O show começa com oração, dando o tom tematicamente para o que eventualmente acontecerá. A cenografia de Ryan Emens centra-se em uma igreja negra no Extremo Sul no início do século XX. Após a oração de Avery, interpretada por Jaeda LaVonne, encontramos Johnny “Honeycomb” James, magistralmente interpretado por Debo Balogun. Honeycomb e Avery eram amigos de infância. Vemos agora os paralelos entre os dois quando a oração de Avery é interrompida por Honeycomb tocando guitarra na mesma cena; Isso teria sido um tabu na igreja naquela época.

Honeycomb volta para casa depois de anos na estrada e chega com um presente inexplicável e inesperado. O menino, que lutava contra a gagueira e tinha a reputação de ser um péssimo guitarrista, voltou para casa como um adolescente bem-falante, com uma nova reputação como o melhor músico de blues da região.

Neste ponto, parecemos ver para onde o programa está indo para a maioria dos telespectadores: a lenda de Robert Johnson tem um paralelo claro. No espaço de apenas sete meses, o famoso músico de blues do Delta do Mississippi produziu 29 gravações de estúdio na década de 1930 que influenciaram alguns dos maiores músicos de todos os tempos, alimentando o mito de que seu talento veio de um pacto com o diabo.

O roteiro de Walker fez um excelente trabalho usando a configuração familiar, depois falsificou e elaborou uma história que parecia nova e, finalmente, entregou uma reviravolta que eu não esperava. A direção de Malkia Stampley foi inteligente. Há uma cena assustadora de magia de palco e desorientação que me pegou de surpresa e causou um merecido suspiro audível do público.
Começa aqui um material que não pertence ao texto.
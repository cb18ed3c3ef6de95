// Resolves type descriptors for entities that do not have one yet. A failed
// or inconclusive lookup leaves the entity untyped for retry next cycle and
// never aborts the remaining entities.

use crate::error::TransixError;
use crate::stages::{Stage, StageContext, StageSpec};
use crate::store::{Component, ComponentSet, EntityStore};

pub struct TypeResolver;

impl<T, H> Stage<T, H> for TypeResolver {
    fn name(&self) -> &'static str {
        "type_resolver"
    }

    fn spec(&self) -> StageSpec {
        StageSpec {
            input: ComponentSet::of(&[Component::Name]),
            output: ComponentSet::of(&[Component::Type]),
        }
    }

    fn run(&self, store: &mut EntityStore<T, H>, ctx: &StageContext<'_, T, H>) {
        let unresolved = store.keys_by_components(
            ComponentSet::of(&[Component::Name]),
            ComponentSet::of(&[Component::Type]),
        );

        for key in unresolved {
            let desc = match store.get(&key) {
                Some(e) => e.desc.clone(),
                None => continue,
            };
            match (ctx.hooks.resolve)(&key) {
                Ok(Some(ty)) => {
                    if let Some(e) = store.get_mut(&key) {
                        e.ty = Some(ty);
                    }
                }
                Ok(None) => {
                    tracing::debug!("Type of {} {} not known yet", desc, key);
                }
                Err(source) => {
                    let err = TransixError::Resolution {
                        desc,
                        name: key.clone(),
                        source,
                    };
                    tracing::warn!("{}", err);
                }
            }
        }
    }
}

#[cfg(test)]
mod tests {
    use super::*;
    use crate::matching::PatternSet;
    use crate::stages::{testutil, Hooks};
    use crate::store::Entity;
    use std::collections::HashSet;

    fn run_with_hooks(store: &mut EntityStore<String, String>, hooks: &Hooks<String, String>) {
        let discovered = HashSet::new();
        let patterns = PatternSet::default();
        let ctx = StageContext {
            desc: "service",
            discovered: &discovered,
            patterns: &patterns,
            hooks,
        };
        TypeResolver.run(store, &ctx);
    }

    #[test]
    fn test_resolves_untyped_entities() {
        let mut store = EntityStore::new();
        store.create(Entity::new("/svc", "service")).unwrap();

        run_with_hooks(&mut store, &testutil::hooks());

        assert_eq!(
            store.get("/svc").unwrap().ty.as_deref(),
            Some("mock_type")
        );
    }

    #[test]
    fn test_already_typed_entities_skipped() {
        let mut store = EntityStore::new();
        let mut e = Entity::new("/svc", "service");
        e.ty = Some("original_type".to_string());
        store.create(e).unwrap();

        run_with_hooks(&mut store, &testutil::hooks());

        assert_eq!(
            store.get("/svc").unwrap().ty.as_deref(),
            Some("original_type")
        );
    }

    #[test]
    fn test_unresolvable_entity_left_untyped() {
        let mut store = EntityStore::new();
        store.create(Entity::new("/svc", "service")).unwrap();

        run_with_hooks(&mut store, &testutil::unresolvable_hooks());

        assert!(store.get("/svc").unwrap().ty.is_none());
    }

    #[test]
    fn test_resolver_error_isolated_per_entity() {
        let mut store = EntityStore::new();
        store.create(Entity::new("/bad", "service")).unwrap();
        store.create(Entity::new("/good", "service")).unwrap();

        let hooks = Hooks::new(
            HashSet::new,
            |name: &str| {
                if name == "/bad" {
                    anyhow::bail!("lookup blew up")
                }
                Ok(Some("mock_type".to_string()))
            },
            |name: &str, _ty: &String| Ok(format!("proxy:{name}")),
            |_proxy: String| Ok(()),
        );
        run_with_hooks(&mut store, &hooks);

        assert!(store.get("/bad").unwrap().ty.is_none());
        assert!(store.get("/good").unwrap().ty.is_some());
    }
}
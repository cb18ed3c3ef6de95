//! Exposure configuration
//!
//! Declares the reconcile cadence and the per-kind pattern lists. Loading
//! only parses; `validate` is a separate pass so callers can decide whether
//! a questionable file is worth refusing (the engine itself treats a
//! malformed pattern as warn-and-skip, never fatal).

use crate::error::{Result, TransixError, ValidationError};
use serde::{Deserialize, Serialize};
use std::path::Path;
use std::time::Duration;

/// Main configuration structure
#[derive(Debug, Clone, Serialize, Deserialize, Default)]
pub struct Config {
    #[serde(default)]
    pub reconcile: ReconcileConfig,
    #[serde(default)]
    pub expose: ExposeConfig,
}

/// Cadence of the scheduler loop
#[derive(Debug, Clone, Serialize, Deserialize)]
pub struct ReconcileConfig {
    /// Milliseconds between reconciliation cycles
    #[serde(default = "default_interval_ms")]
    pub interval_ms: u64,
}

fn default_interval_ms() -> u64 {
    1000
}

impl Default for ReconcileConfig {
    fn default() -> Self {
        Self {
            interval_ms: default_interval_ms(),
        }
    }
}

/// Per-kind exposure pattern lists; an empty list exposes nothing
#[derive(Debug, Clone, Serialize, Deserialize, Default)]
pub struct ExposeConfig {
    #[serde(default)]
    pub services: Vec<String>,
    #[serde(default)]
    pub topics: Vec<String>,
    #[serde(default)]
    pub params: Vec<String>,
}

impl Config {
    /// Load configuration from a TOML file.
    pub fn load(path: &Path) -> Result<Self> {
        if !path.exists() {
            return Err(TransixError::ConfigNotFound {
                path: path.to_path_buf(),
            });
        }
        let raw = std::fs::read_to_string(path).map_err(|e| TransixError::Io {
            source: e,
            context: format!("Failed to read config: {:?}", path),
        })?;
        let config: Config = toml::from_str(&raw)?;
        Ok(config)
    }

    /// Save configuration to a TOML file.
    pub fn save(&self, path: &Path) -> Result<()> {
        let raw = toml::to_string_pretty(self)?;
        std::fs::write(path, raw).map_err(|e| TransixError::Io {
            source: e,
            context: format!("Failed to write config: {:?}", path),
        })
    }

    /// Check cadence and pattern syntax, collecting every failure.
    pub fn validate(&self) -> Result<()> {
        let mut errors = Vec::new();

        if self.reconcile.interval_ms == 0 {
            errors.push(ValidationError::new(
                "reconcile.interval_ms",
                "must be greater than zero",
            ));
        }

        let kinds = [
            ("expose.services", &self.expose.services),
            ("expose.topics", &self.expose.topics),
            ("expose.params", &self.expose.params),
        ];
        for (key, patterns) in kinds {
            for (i, pattern) in patterns.iter().enumerate() {
                if let Err(e) = regex::Regex::new(pattern) {
                    errors.push(ValidationError::new(
                        format!("{key}[{i}]"),
                        format!("invalid pattern {pattern:?}: {e}"),
                    ));
                }
            }
        }

        if errors.is_empty() {
            Ok(())
        } else {
            Err(TransixError::ConfigValidation { errors })
        }
    }

    /// Scheduler cadence as a [`Duration`].
    pub fn interval(&self) -> Duration {
        Duration::from_millis(self.reconcile.interval_ms)
    }
}
// Entity source: creates a tracking entity for every newly discovered name.

use crate::stages::{Stage, StageContext, StageSpec};
use crate::store::{Changed, Component, ComponentSet, Entity, EntityStore};

pub struct AppearedDetector;

impl<T, H> Stage<T, H> for AppearedDetector {
    fn name(&self) -> &'static str {
        "appeared_detector"
    }

    fn spec(&self) -> StageSpec {
        StageSpec {
            input: ComponentSet::EMPTY,
            output: ComponentSet::of(&[Component::Changed]),
        }
    }

    fn run(&self, store: &mut EntityStore<T, H>, ctx: &StageContext<'_, T, H>) {
        for name in ctx.discovered {
            if store.contains(name) {
                continue;
            }
            tracing::debug!("Detected {} {} appearing", ctx.desc, name);
            if let Err(err) =
                store.create(Entity::new(name.clone(), ctx.desc).with_changed(Changed::Appeared))
            {
                // contains() was checked above; a collision here means a
                // concurrent mutation slipped past the cycle write guard
                tracing::warn!("Skipping appeared {}: {}", name, err);
            }
        }
    }
}
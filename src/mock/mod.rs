//! In-process mock of the external domain
//!
//! Stands in for the middleware the engine reconciles against: a shared
//! registry of currently-present transients per kind, mutable from test
//! code (appear/vanish), with per-name construction faults to exercise the
//! engine's failure isolation. [`MockInterface`] wires one
//! [`TransientInterface`] per kind to a single hub, mirroring how a real
//! backend exposes services, topics and params side by side.

use crate::config::Config;
use crate::reconciler::{DiffTuple, TransientInterface};
use crate::stages::Hooks;
use crate::store::Name;
use std::collections::{HashMap, HashSet};
use std::sync::{Arc, RwLock};

/// The three transient kinds the mock domain serves.
#[derive(Debug, Clone, Copy, PartialEq, Eq, Hash)]
pub enum Kind {
    Service,
    Topic,
    Param,
}

impl Kind {
    pub fn desc(self) -> &'static str {
        match self {
            Kind::Service => "service",
            Kind::Topic => "topic",
            Kind::Param => "param",
        }
    }
}

#[derive(Default)]
struct HubState {
    services: HashMap<Name, String>,
    topics: HashMap<Name, String>,
    params: HashMap<Name, String>,
    /// Names whose proxy construction fails while present here
    faulty: HashSet<Name>,
    /// Names whose proxies have been torn down, in teardown order
    cleaned: Vec<Name>,
}

impl HubState {
    fn kind(&self, kind: Kind) -> &HashMap<Name, String> {
        match kind {
            Kind::Service => &self.services,
            Kind::Topic => &self.topics,
            Kind::Param => &self.params,
        }
    }

    fn kind_mut(&mut self, kind: Kind) -> &mut HashMap<Name, String> {
        match kind {
            Kind::Service => &mut self.services,
            Kind::Topic => &mut self.topics,
            Kind::Param => &mut self.params,
        }
    }
}

/// Shared mock external system; clones observe the same state.
#[derive(Clone, Default)]
pub struct MockHub {
    state: Arc<RwLock<HubState>>,
}

impl MockHub {
    pub fn new() -> Self {
        Self::default()
    }

    /// A transient appears on the external system.
    pub fn appear(&self, kind: Kind, name: impl Into<Name>, ty: impl Into<String>) {
        let name = name.into();
        tracing::debug!("Mock {} {} appears", kind.desc(), name);
        self.state
            .write()
            .unwrap()
            .kind_mut(kind)
            .insert(name, ty.into());
    }

    /// A transient disappears from the external system.
    pub fn vanish(&self, kind: Kind, name: &str) {
        tracing::debug!("Mock {} {} disappears", kind.desc(), name);
        self.state.write().unwrap().kind_mut(kind).remove(name);
    }

    /// Currently-present names of one kind.
    pub fn present(&self, kind: Kind) -> HashSet<Name> {
        self.state.read().unwrap().kind(kind).keys().cloned().collect()
    }

    /// Type of a present transient, if any.
    pub fn type_of(&self, kind: Kind, name: &str) -> Option<String> {
        self.state.read().unwrap().kind(kind).get(name).cloned()
    }

    /// While set, proxy construction for `name` fails.
    pub fn set_faulty(&self, name: impl Into<Name>, faulty: bool) {
        let mut state = self.state.write().unwrap();
        let name = name.into();
        if faulty {
            state.faulty.insert(name);
        } else {
            state.faulty.remove(&name);
        }
    }

    fn is_faulty(&self, name: &str) -> bool {
        self.state.read().unwrap().faulty.contains(name)
    }

    /// Names whose proxies were torn down, in teardown order.
    pub fn cleaned(&self) -> Vec<Name> {
        self.state.read().unwrap().cleaned.clone()
    }

    fn record_cleaned(&self, name: Name) {
        self.state.write().unwrap().cleaned.push(name);
    }
}

/// Constructed local proxy for a mock transient.
#[derive(Debug, Clone, PartialEq, Eq)]
pub struct MockProxy {
    pub name: Name,
    pub ty: String,
}

fn interface_for(hub: &MockHub, kind: Kind) -> TransientInterface<String, MockProxy> {
    let discover_hub = hub.clone();
    let resolve_hub = hub.clone();
    let make_hub = hub.clone();
    let clean_hub = hub.clone();

    TransientInterface::new(
        kind.desc(),
        Hooks::new(
            move || discover_hub.present(kind),
            move |name| Ok(resolve_hub.type_of(kind, name)),
            move |name, ty: &String| {
                if make_hub.is_faulty(name) {
                    anyhow::bail!("mock {} {} refuses to build", kind.desc(), name);
                }
                Ok(MockProxy {
                    name: name.to_string(),
                    ty: ty.clone(),
                })
            },
            move |proxy: MockProxy| {
                clean_hub.record_cleaned(proxy.name);
                Ok(())
            },
        ),
    )
}

/// One reconciliation interface per kind, all over the same hub.
pub struct MockInterface {
    hub: MockHub,
    services: Arc<TransientInterface<String, MockProxy>>,
    topics: Arc<TransientInterface<String, MockProxy>>,
    params: Arc<TransientInterface<String, MockProxy>>,
}

impl MockInterface {
    pub fn new(hub: MockHub) -> Self {
        Self {
            services: Arc::new(interface_for(&hub, Kind::Service)),
            topics: Arc::new(interface_for(&hub, Kind::Topic)),
            params: Arc::new(interface_for(&hub, Kind::Param)),
            hub,
        }
    }

    pub fn hub(&self) -> &MockHub {
        &self.hub
    }

    pub fn services(&self) -> Arc<TransientInterface<String, MockProxy>> {
        self.services.clone()
    }

    pub fn topics(&self) -> Arc<TransientInterface<String, MockProxy>> {
        self.topics.clone()
    }

    pub fn params(&self) -> Arc<TransientInterface<String, MockProxy>> {
        self.params.clone()
    }

    pub fn expose_services<I, S>(&self, patterns: I) -> DiffTuple
    where
        I: IntoIterator<Item = S>,
        S: Into<String>,
    {
        self.services.expose(patterns)
    }

    pub fn expose_topics<I, S>(&self, patterns: I) -> DiffTuple
    where
        I: IntoIterator<Item = S>,
        S: Into<String>,
    {
        self.topics.expose(patterns)
    }

    pub fn expose_params<I, S>(&self, patterns: I) -> DiffTuple
    where
        I: IntoIterator<Item = S>,
        S: Into<String>,
    {
        self.params.expose(patterns)
    }

    /// Apply the per-kind pattern lists from a configuration file.
    pub fn expose_from_config(&self, config: &Config) -> DiffTuple {
        let mut diff = self.expose_services(config.expose.services.iter().cloned());
        diff.merge(self.expose_topics(config.expose.topics.iter().cloned()));
        diff.merge(self.expose_params(config.expose.params.iter().cloned()));
        diff
    }

    /// Reconcile every kind once; kinds use disjoint name spaces, so the
    /// merged diff loses nothing.
    pub fn update(&self) -> DiffTuple {
        let mut diff = self.services.reconcile();
        diff.merge(self.topics.reconcile());
        diff.merge(self.params.reconcile());
        diff
    }
}
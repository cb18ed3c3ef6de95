//! Reconciliation behavior against the mock external domain.

use std::collections::HashSet;
use transix::mock::{Kind, MockHub, MockInterface};

fn harness() -> (MockHub, MockInterface) {
    // RUST_LOG=transix=trace surfaces the per-stage log lines
    let _ = tracing_subscriber::fmt()
        .with_env_filter(tracing_subscriber::EnvFilter::from_default_env())
        .with_test_writer()
        .try_init();

    let hub = MockHub::new();
    (hub.clone(), MockInterface::new(hub))
}

fn names(set: &HashSet<String>) -> Vec<&str> {
    let mut v: Vec<&str> = set.iter().map(String::as_str).collect();
    v.sort();
    v
}

#[test]
fn test_reconcile_is_idempotent() {
    let (hub, mockif) = harness();
    hub.appear(Kind::Service, "/echo", "statusecho");

    let diff = mockif.expose_services(["/echo"]);
    assert_eq!(names(&diff.added), ["/echo"]);

    // nothing changed externally, so further cycles are quiet
    assert!(mockif.update().is_empty());
    assert!(mockif.update().is_empty());
}

#[test]
fn test_resource_before_pattern() {
    let (hub, mockif) = harness();
    hub.appear(Kind::Topic, "/chatter", "string");

    let diff = mockif.expose_topics(["/chatter"]);
    assert_eq!(names(&diff.added), ["/chatter"]);
}

#[test]
fn test_pattern_before_resource() {
    let (hub, mockif) = harness();

    assert!(mockif.expose_topics(["/chatter"]).is_empty());

    hub.appear(Kind::Topic, "/chatter", "string");
    let diff = mockif.update();
    assert_eq!(names(&diff.added), ["/chatter"]);
}

#[test]
fn test_withdraw_and_re_expose() {
    let (hub, mockif) = harness();
    hub.appear(Kind::Service, "/x", "statusecho");

    let diff = mockif.expose_services(["/x"]);
    assert_eq!(names(&diff.added), ["/x"]);

    // pattern withdrawn while the resource is still out there
    let diff = mockif.expose_services(Vec::<String>::new());
    assert_eq!(names(&diff.removed), ["/x"]);
    assert!(hub.present(Kind::Service).contains("/x"));

    // re-exposing picks it right back up
    let diff = mockif.expose_services(["/x"]);
    assert_eq!(names(&diff.added), ["/x"]);
}

#[test]
fn test_disappearance_without_withdrawal() {
    let (hub, mockif) = harness();
    hub.appear(Kind::Service, "/a", "statusecho");
    hub.appear(Kind::Service, "/b", "statusecho");

    let diff = mockif.expose_services(["/.*"]);
    assert_eq!(names(&diff.added), ["/a", "/b"]);

    hub.vanish(Kind::Service, "/b");
    let diff = mockif.update();
    assert!(diff.added.is_empty());
    assert_eq!(names(&diff.removed), ["/b"]);

    // the survivor keeps its proxy untouched
    assert!(mockif.services().snapshot()["/a"].live);
}

#[test]
fn test_patterns_are_anchored() {
    let (hub, mockif) = harness();
    hub.appear(Kind::Param, "/rate", "int");
    hub.appear(Kind::Param, "/rate_limit", "int");

    let diff = mockif.expose_params(["/rate"]);
    assert_eq!(names(&diff.added), ["/rate"]);
}

#[test]
fn test_construction_failure_is_isolated() {
    let (hub, mockif) = harness();
    hub.appear(Kind::Service, "/flaky", "statusecho");
    hub.appear(Kind::Service, "/solid", "statusecho");
    hub.set_faulty("/flaky", true);

    let diff = mockif.expose_services(["/.*"]);
    assert_eq!(names(&diff.added), ["/solid"]);

    // retried every cycle; succeeds once the fault clears
    assert!(mockif.update().is_empty());
    hub.set_faulty("/flaky", false);
    let diff = mockif.update();
    assert_eq!(names(&diff.added), ["/flaky"]);
}

#[test]
fn test_malformed_pattern_is_skipped() {
    let (hub, mockif) = harness();
    hub.appear(Kind::Topic, "/chatter", "string");

    // the broken pattern is dropped, the good one still applies
    let diff = mockif.expose_topics(["[unclosed", "/chatter"]);
    assert_eq!(names(&diff.added), ["/chatter"]);
}

#[test]
fn test_withdrawn_resource_proxies_are_cleaned() {
    let (hub, mockif) = harness();
    hub.appear(Kind::Service, "/x", "statusecho");

    mockif.expose_services(["/x"]);
    mockif.expose_services(Vec::<String>::new());

    assert_eq!(hub.cleaned(), vec!["/x".to_string()]);
}
// Builds the local proxy for every wanted, resolved entity. A failed build
// leaves the entity proxyless for retry next cycle; siblings in the same
// stage are unaffected.

use crate::error::TransixError;
use crate::stages::{Stage, StageContext, StageSpec};
use crate::store::{Component, ComponentSet, EntityStore};

pub struct InterfaceAdder;

impl<T, H> Stage<T, H> for InterfaceAdder {
    fn name(&self) -> &'static str {
        "interface_adder"
    }

    fn spec(&self) -> StageSpec {
        StageSpec {
            input: ComponentSet::of(&[
                Component::Name,
                Component::Type,
                Component::Desc,
                Component::Maker,
            ]),
            output: ComponentSet::of(&[Component::Proxy]),
        }
    }

    fn run(&self, store: &mut EntityStore<T, H>, ctx: &StageContext<'_, T, H>) {
        let buildable = store.keys_by_components(
            ComponentSet::of(&[
                Component::Name,
                Component::Type,
                Component::Desc,
                Component::Maker,
            ]),
            ComponentSet::of(&[Component::Proxy]),
        );

        for key in buildable {
            let built = match store.get(&key) {
                Some(e) => match (e.maker.as_ref(), e.ty.as_ref()) {
                    (Some(maker), Some(ty)) => maker(&e.name, ty).map_err(|source| {
                        TransixError::Construction {
                            desc: e.desc.clone(),
                            name: e.name.clone(),
                            source,
                        }
                    }),
                    _ => continue,
                },
                None => continue,
            };

            match built {
                Ok(proxy) => {
                    if let Some(e) = store.get_mut(&key) {
                        e.proxy = Some(proxy);
                        tracing::info!("Interfacing with {} {}", e.desc, e.name);
                    }
                }
                Err(err) => {
                    tracing::warn!("{}", err);
                }
            }
        }
    }
}

#[cfg(test)]
mod tests {
    use super::*;
    use crate::matching::PatternSet;
    use crate::stages::{testutil, Hooks};
    use crate::store::Entity;
    use std::collections::HashSet;

    fn resolved_entity(name: &str, hooks: &Hooks<String, String>) -> Entity<String, String> {
        let mut e = Entity::new(name, "service");
        e.ty = Some("mock_type".to_string());
        e.maker = Some(hooks.make.clone());
        e
    }

    fn run_stage(store: &mut EntityStore<String, String>, hooks: &Hooks<String, String>) {
        let discovered = HashSet::new();
        let patterns = PatternSet::default();
        let ctx = StageContext {
            desc: "service",
            discovered: &discovered,
            patterns: &patterns,
            hooks,
        };
        InterfaceAdder.run(store, &ctx);
    }

    #[test]
    fn test_builds_proxy_for_wanted_resolved_entity() {
        let hooks = testutil::hooks();
        let mut store = EntityStore::new();
        store.create(resolved_entity("/svc", &hooks)).unwrap();

        run_stage(&mut store, &hooks);

        assert_eq!(
            store.get("/svc").unwrap().proxy.as_deref(),
            Some("proxy:/svc")
        );
    }

    #[test]
    fn test_unresolved_entity_not_built() {
        let hooks = testutil::hooks();
        let mut store = EntityStore::new();
        let mut e = Entity::new("/untyped", "service");
        e.maker = Some(hooks.make.clone());
        store.create(e).unwrap();

        run_stage(&mut store, &hooks);

        assert!(store.get("/untyped").unwrap().proxy.is_none());
    }

    #[test]
    fn test_build_failure_isolated_and_retried() {
        let hooks = Hooks::new(
            HashSet::new,
            |_name: &str| Ok(Some("mock_type".to_string())),
            |name: &str, _ty: &String| {
                if name == "/flaky" {
                    anyhow::bail!("backend refused")
                }
                Ok(format!("proxy:{name}"))
            },
            |_proxy: String| Ok(()),
        );

        let mut store = EntityStore::new();
        store.create(resolved_entity("/flaky", &hooks)).unwrap();
        store.create(resolved_entity("/solid", &hooks)).unwrap();

        run_stage(&mut store, &hooks);

        // the failed build keeps its maker and stays proxyless for retry
        let flaky = store.get("/flaky").unwrap();
        assert!(flaky.proxy.is_none());
        assert!(flaky.maker.is_some());
        assert!(store.get("/solid").unwrap().proxy.is_some());
    }
}
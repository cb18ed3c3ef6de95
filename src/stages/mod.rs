//! The seven pipeline stages of one reconciliation cycle
//!
//! Each stage declares a `(input, output)` component contract: the entities
//! it reads and the components it adds. An empty input marks a source stage
//! (it creates entities), an empty output a sink stage (it destroys them).
//! Stages are plain values composed by the reconciler in a fixed order; they
//! communicate only through components on the entities, never directly.
//!
//! Per-entity callback failures are contained within the stage that produced
//! them: logged, entity left in its prior state for retry, siblings
//! unaffected.

mod add_filter;
mod appeared_detector;
mod gone_detector;
mod interface_adder;
mod interface_remover;
mod remove_filter;
mod type_resolver;

pub use add_filter::AddFilter;
pub use appeared_detector::AppearedDetector;
pub use gone_detector::GoneDetector;
pub use interface_adder::InterfaceAdder;
pub use interface_remover::InterfaceRemover;
pub use remove_filter::RemoveFilter;
pub use type_resolver::TypeResolver;

use crate::matching::PatternSet;
use crate::store::{Cleaner, ComponentSet, EntityStore, Maker, Name};
use std::collections::HashSet;
use std::sync::Arc;

/// The collaborator callbacks supplied by the surrounding system per
/// tracked resource kind
///
/// All callbacks are synchronous from the reconciler's point of view;
/// failures are reported as `anyhow::Error` and contained by the stage
/// that invoked them.
pub struct Hooks<T, H> {
    /// Returns all currently-present external resource names.
    pub discover: Arc<dyn Fn() -> HashSet<Name> + Send + Sync>,
    /// Resolves a resource's type descriptor; `Ok(None)` means not (yet)
    /// determinable.
    pub resolve: Arc<dyn Fn(&str) -> anyhow::Result<Option<T>> + Send + Sync>,
    /// Constructs a local proxy for a resolved resource.
    pub make: Maker<T, H>,
    /// Tears down a local proxy.
    pub clean: Cleaner<H>,
}

impl<T, H> Hooks<T, H> {
    pub fn new(
        discover: impl Fn() -> HashSet<Name> + Send + Sync + 'static,
        resolve: impl Fn(&str) -> anyhow::Result<Option<T>> + Send + Sync + 'static,
        make: impl Fn(&str, &T) -> anyhow::Result<H> + Send + Sync + 'static,
        clean: impl Fn(H) -> anyhow::Result<()> + Send + Sync + 'static,
    ) -> Self {
        Self {
            discover: Arc::new(discover),
            resolve: Arc::new(resolve),
            make: Arc::new(make),
            clean: Arc::new(clean),
        }
    }
}

impl<T, H> Clone for Hooks<T, H> {
    fn clone(&self) -> Self {
        Self {
            discover: Arc::clone(&self.discover),
            resolve: Arc::clone(&self.resolve),
            make: Arc::clone(&self.make),
            clean: Arc::clone(&self.clean),
        }
    }
}

/// Declared component contract of a stage.
#[derive(Debug, Clone, Copy, PartialEq, Eq)]
pub struct StageSpec {
    /// Components an entity must carry for the stage to consider it
    pub input: ComponentSet,
    /// Components the stage adds to the entities it acts on
    pub output: ComponentSet,
}

impl StageSpec {
    /// Source stages create entities instead of reading existing ones.
    pub fn is_source(&self) -> bool {
        self.input.is_empty()
    }

    /// Sink stages destroy entities instead of adding components.
    pub fn is_sink(&self) -> bool {
        self.output.is_empty()
    }
}

/// Per-cycle inputs shared by all stages
///
/// The discovery result is snapshotted once at cycle start so both
/// detectors see the same external state.
pub struct StageContext<'a, T, H> {
    /// Kind label for entities created this cycle ("service", "topic", ...)
    pub desc: &'a str,
    /// External resource names present at cycle start
    pub discovered: &'a HashSet<Name>,
    /// Currently-desired exposure patterns
    pub patterns: &'a PatternSet,
    /// Collaborator callbacks
    pub hooks: &'a Hooks<T, H>,
}

/// One reconciliation pipeline stage.
pub trait Stage<T, H>: Send + Sync {
    fn name(&self) -> &'static str;

    /// Declared `(input, output)` component contract.
    fn spec(&self) -> StageSpec;

    /// Run the stage against the store for one cycle.
    fn run(&self, store: &mut EntityStore<T, H>, ctx: &StageContext<'_, T, H>);
}

#[cfg(test)]
pub(crate) mod testutil {
    use super::*;

    /// Hooks over string types: every name resolves to "mock_type", every
    /// build yields "proxy:<name>", cleanup always succeeds.
    pub fn hooks() -> Hooks<String, String> {
        Hooks::new(
            HashSet::new,
            |_name| Ok(Some("mock_type".to_string())),
            |name, _ty| Ok(format!("proxy:{name}")),
            |_proxy| Ok(()),
        )
    }

    /// Hooks whose resolver never finds a type.
    pub fn unresolvable_hooks() -> Hooks<String, String> {
        Hooks::new(
            HashSet::new,
            |_name| Ok(None),
            |name, _ty| Ok(format!("proxy:{name}")),
            |_proxy| Ok(()),
        )
    }
}
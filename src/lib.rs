//! Transix - Transient Resource Reconciliation Engine
//!
//! Tracks named transient resources that appear on and disappear from an
//! external system, matches them against user-supplied regex patterns, and
//! drives each matched resource through a staged pipeline that resolves its
//! type, constructs a live proxy, and tears the proxy down again when the
//! resource vanishes or its pattern is withdrawn.

pub mod config;
pub mod error;
pub mod matching;
pub mod mock;
pub mod reconciler;
pub mod scheduler;
pub mod stages;
pub mod store;

pub use error::{Result, TransixError};
pub use reconciler::{DiffTuple, TransientInterface};
pub use stages::Hooks;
O cerne desta história reside nas fronteiras entre o bem e o mal. É uma exploração da espiritualidade, e o assustador vem do lembrete sinistro e sempre presente de que se existe um Deus, então existe um diabo. Isso leva a cenas com demônios e possessões, bem como orações e canções. É equilibrado e instigante.

A dinâmica da mãe de Avery, Mama, interpretada por Anji White (ela foi tão impressionante quanto seu último papel em “Fat Ham”, personagem que é exatamente o oposto daquele que ela interpreta aqui) parece familiar. Aos olhos da igreja, o blues e a maior parte da música secular eram vistos como a música do diabo. Quando Avery quer sair com Honeycomb para cantar em Chicago, sua mãe se opõe, criando um conflito profundo.

O que torna esta produção um sucesso é a escrita, que adiciona camadas a esse conflito e mantém o público alerta ao adicionar reviravoltas interessantes e subtramas sinistras. Existem histórias e elementos narrativos não lineares na história que levam a uma conclusão satisfatória e não muito previsível.

A atuação aqui foi muito forte, especialmente Ashli ​​​​René Funches como a apaixonada Ruthie e a interpretação de Baloguin do gênio do blues Honeycomb. Mas esta produção parece ser um esforço colaborativo de todos, desde os atores aos designers de som e iluminação, até a dupla de roteiristas e diretores, e todos eles conseguiram isso juntos com sucesso.

A história se alimenta de segredos e do medo de fofocas. Ao sair do teatro, as palavras de minha mãe, que ouvi muitas vezes na vida real, ecoaram em minha mente: “Se você não está certo sobre Deus, nada está certo”.